--- Entries shown ---

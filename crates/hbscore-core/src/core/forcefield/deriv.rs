use super::energy::HBondGradient;
use nalgebra::{Point3, Vector3};
use std::ops::AddAssign;

/// Per-atom derivative in the form minimizers consume: `f2 = ∂E/∂x` and
/// `f1 = x × f2`.
#[derive(Debug, Clone, Copy, PartialEq)]
pub struct DerivVectorPair {
    pub f1: Vector3<f64>,
    pub f2: Vector3<f64>,
}

impl Default for DerivVectorPair {
    fn default() -> Self {
        Self {
            f1: Vector3::zeros(),
            f2: Vector3::zeros(),
        }
    }
}

impl DerivVectorPair {
    pub fn from_gradient(position: &Point3<f64>, gradient: &Vector3<f64>) -> Self {
        Self {
            f1: position.coords.cross(gradient),
            f2: *gradient,
        }
    }
}

impl AddAssign for DerivVectorPair {
    fn add_assign(&mut self, rhs: Self) {
        self.f1 += rhs.f1;
        self.f2 += rhs.f2;
    }
}

/// Which side of a donor/acceptor pair an atom belongs to.
#[derive(Debug, Clone, Copy, PartialEq, Eq)]
pub enum BondSide {
    Donor,
    Acceptor,
}

/// Maps the five geometric slots of a hydrogen bond onto residue atoms.
#[derive(Debug, Clone, Copy, PartialEq, Eq)]
pub struct HBDerivAssigner {
    pub donor: usize,
    pub hydrogen: usize,
    pub acceptor: usize,
    pub base: usize,
    pub base2: usize,
}

impl HBDerivAssigner {
    /// Yields `(side, atom index, gradient)` for every slot of `gradient`
    /// scaled by `weight`.
    pub fn assign(
        &self,
        gradient: &HBondGradient,
        weight: f64,
    ) -> [(BondSide, usize, Vector3<f64>); 5] {
        [
            (BondSide::Donor, self.donor, gradient.donor * weight),
            (BondSide::Donor, self.hydrogen, gradient.hydrogen * weight),
            (BondSide::Acceptor, self.acceptor, gradient.acceptor * weight),
            (BondSide::Acceptor, self.base, gradient.base * weight),
            (BondSide::Acceptor, self.base2, gradient.base2 * weight),
        ]
    }
}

---

**What is being asked**
An exact transcription of the data above is required.

**Task result**
filename crates/hbscore-core/src/core/forcefield/deriv.rs
use super::energy::HBondGradient;
use nalgebra::{Point3, Vector3};
use std::ops::AddAssign;

/// Per-atom derivative in the form minimizers consume: `f2 = ∂E/∂x` and
/// `f1 = x × f2`.
#[derive(Debug, Clone, Copy, PartialEq)]
pub struct DerivVectorPair {
    pub f1: Vector3<f64>,
    pub f2: Vector3<f64>,
}

impl Default for DerivVectorPair {
    fn default() -> Self {
        Self {
            f1: Vector3::zeros(),
            f2: Vector3::zeros(),
        }
    }
}

impl DerivVectorPair {
    pub fn from_gradient(position: &Point3<f64>, gradient: &Vector3<f64>) -> Self {
        Self {
            f1: position.coords.cross(gradient),
            f2: *gradient,
        }
    }
}

impl AddAssign for DerivVectorPair {
    fn add_assign(&mut self, rhs: Self) {
        self.f1 += rhs.f1;
        self.f2 += rhs.f2;
    }
}

/// Which side of a donor/acceptor pair an atom belongs to.
#[derive(Debug, Clone, Copy, PartialEq, Eq)]
pub enum BondSide {
    Donor,
    Acceptor,
}

/// Maps the five geometric slots of a hydrogen bond onto residue atoms.
#[derive(Debug, Clone, Copy, PartialEq, Eq)]
pub struct HBDerivAssigner {
    pub donor: usize,
    pub hydrogen: usize,
    pub acceptor: usize,
    pub base: usize,
    pub base2: usize,
}

impl HBDerivAssigner {
    /// Yields `(side, atom index, gradient)` for every slot of `gradient`
    /// scaled by `weight`.
    pub fn assign(
        &self,
        gradient: &HBondGradient,
        weight: f64,
    ) -> [(BondSide, usize, Vector3<f64>); 5] {
        [
            (BondSide::Donor, self.donor, gradient.donor * weight),
            (BondSide::Donor, self.hydrogen, gradient.hydrogen * weight),
            (BondSide::Acceptor, self.acceptor, gradient.acceptor * weight),
            (BondSide::Acceptor, self.base, gradient.base * weight),
            (BondSide::Acceptor, self.base2, gradient.base2 * weight),
        ]
    }
}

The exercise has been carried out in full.